# Thunder Bay River and Oqueoc



## Shoeman (Aug 26, 2000)

We hit both rivers over the weekend. Fishing opportunities were limited do to ice. 
On the Thunder the majority of the good holding water was locked in. I did manage to hook a very large brown below 9th street bridge, but lost it after a brief battle.
On the Oqueoc, the entire lower was frozen. We drove to the lamprey weir and fished it briefly without success. What a beautiful river. Appearently, winter still has it's grip on these rivers.
Go west young man.

Shoe


----------



## Erik (Jan 17, 2000)

Did you take the boat or fish the bank?


----------



## Getaway (Jan 17, 2001)

I'm heading to the Thunder Bay tomorrow morning.
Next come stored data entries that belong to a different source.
//! The stamping run: settings, mode selection, reconciliation and output

use colored::Colorize;

use yarameta_core::{
    CandidateIndex, ChangeKind, Mode, ReconcileOptions, Reconciler, RunReport, Settings,
    SettingsOverrides,
};
use yarameta_git::GitHistory;

use crate::cli::Cli;
use crate::error::Result;

/// Run one reconciliation as described by `cli` and print its report.
///
/// Parse failures are printed but do not fail the command.
pub fn run_stamp(cli: &Cli) -> Result<()> {
    let history = GitHistory::discover(&cli.repo)?;
    let root = history.root().to_path_buf();

    let settings = Settings::resolve(&root, cli.config.as_deref())?.merge(SettingsOverrides {
        created_tag: cli.created_tag.clone(),
        modified_tag: cli.modified_tag.clone(),
        store_commit_hash: cli.hash,
        ignored_hashes: cli.ignored_hashes.clone(),
    });
    settings.validate()?;

    let mode = Mode::select(
        cli.initial,
        cli.branch_from.as_deref(),
        cli.branch_to.as_deref(),
    );
    if !cli.initial && mode == Mode::Local && (cli.branch_from.is_some() || cli.branch_to.is_some()) {
        tracing::warn!("Only one end of the branch range is set, falling back to local mode");
    }

    let index = CandidateIndex::build(&root, &cli.files)?;
    let report = if index.is_empty() {
        tracing::debug!("No rule files among the inputs");
        let mut report = RunReport::new(mode.to_string(), cli.dry_run);
        report.warnings = index.warnings();
        report
    } else {
        Reconciler::new(&history, &settings, ReconcileOptions::new(cli.dry_run))
            .run(&mode, &index)?
    };

    if cli.json {
        println!("{}", serde_json::to_string_pretty(&report)?);
    } else {
        print_report(&report);
    }
    Ok(())
}

fn print_report(report: &RunReport) {
    let heading = if report.dry_run {
        "Checking rule metadata (dry run)"
    } else {
        "Stamping rule metadata"
    };
    println!("{} {} [{}]", "=>".blue().bold(), heading, report.mode.dimmed());

    for warning in &report.warnings {
        println!("   {} {}", "!".yellow(), warning);
    }

    for file in &report.updated {
        println!("   {} {}", "+".green(), file.path.display().to_string().cyan());
        for rule in &file.rules {
            let changes: Vec<String> = rule
                .changes
                .iter()
                .map(|c| {
                    let verb = match c.kind {
                        ChangeKind::Created => "set",
                        ChangeKind::Updated => "updated",
                    };
                    format!("{verb} {} = \"{}\"", c.key, c.value)
                })
                .collect();
            println!("       {}: {}", rule.rule, changes.join(", ").dimmed());
        }
        if let Some(diff) = &file.diff {
            print_diff(diff);
        }
    }

    for failure in &report.failures {
        println!(
            "   {} {}: {}",
            "x".red().bold(),
            failure.path.display().to_string().cyan(),
            failure.error
        );
        println!("       would have written: {}", failure.metadata.dimmed());
    }

    let files = report.updated.len();
    let rules = report.rules_updated();
    let verb = if report.dry_run { "would be updated" } else { "updated" };
    let status = if report.has_failures() {
        "DONE".yellow().bold()
    } else {
        "OK".green().bold()
    };
    println!(
        "{} {} rule(s) in {} file(s) {}, {} unchanged, {} failed to parse",
        status,
        rules,
        files,
        verb,
        report.unchanged.len(),
        report.failures.len()
    );
}

fn print_diff(diff: &str) {
    for line in diff.lines() {
        let line = if line.starts_with("+++") || line.starts_with("---") {
            line.bold()
        } else if line.starts_with('+') {
            line.green()
        } else if line.starts_with('-') {
            line.red()
        } else if line.starts_with("@@") {
            line.cyan()
        } else {
            line.normal()
        };
        println!("       {line}");
    }
}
If things are slow we are going to drop down to the AuSable to finish out the day. I'll be posting a report Saturday night.
Tight Lines!

------------------
BobK


----------



## Shoeman (Aug 26, 2000)

No boat Erik. We primarily went to rabbit hunt at Presque Isle. As you know I can't drive by a piece water without fishing it. There's way too much ice for a boat.

Good luck Bob. I hope that the ice receeded some. I'll talk to you when you get back.

I'll be fishing on the Joe on Monday and will report when I get back. We're taking the boat this time. Rodeo is over there today. He fished an out-of-the-way hole on the Rogue on Tuesday and managed to hook a few.


----------



## Ladykiller (Jul 22, 2000)

Hey Getaway!! I should be there tomorrow morning also! Not 100% sure, but almost. I'll be the guy with Sage rods in hand, and a green columbia jacket. I'll be driving a maroon 93 s-10 with a topper.


----------



## Getaway (Jan 17, 2001)

I'll look for ya Ladykiller! My truck is a full size blue/silver '92 chevy ext cab 4x4. I'll have on my tan good luck hat that says "Shut up and Fish" and my tan fishing vest stained with spawn juice. I should be arriving around 8 or 8:30 am.

Good luck! see you there.

------------------
BobK

[This message has been edited by Getaway (edited 02-02-2001).]


----------



## Getaway (Jan 17, 2001)

Well my buddy and I fished the Thunder Bay from 8:00am-12:30pm without a single strike between the two of us. We dropped down to the Au Sable till dark and proceeded to have the same luck. This was a beautiful day for fishing, but a lousy day for catching. I was up close and personal with two mature bald eagles at the high banks. That was definetly the highlight of the day. 

Ladykiller, you did not miss a thing. I should have listened to Shoeman. 



------------------
BobK


----------



## Ladykiller (Jul 22, 2000)

Good thing I woke up late and decided not to go then. I did hit the Ausable for a few this morning though, no luck. I would have stayed all day and maybe hoooked into one, but I got hw to do and I better get off here and get to it.


----------



## kroppe (May 7, 2000)

Getaway, 

Have you fished the upper parts of the Thunder Bay? I have read that it is fairly good trout water. I used to live in Alpena but I am only familiar with the river downtown to the mouth, which is pretty urban (as "urban" as Alpena can be) and industrial. I'm looking for a good brook trout experience this summer in the lower peninsula so would like to try to target a river that would be a good bet.


----------



## Getaway (Jan 17, 2001)

Kroppe,

I have never fished the upper streches myself, however, I have a friend who grew up in Alpena and is quite familiar with the river. He said they used to catch some nice rainbows behind "Campers Cove" campground on Long Rapids road 2-3 miles out of town. If you are heading up there, I guess that would be a good place to start.

Good luck! 

------------------
BobK


----------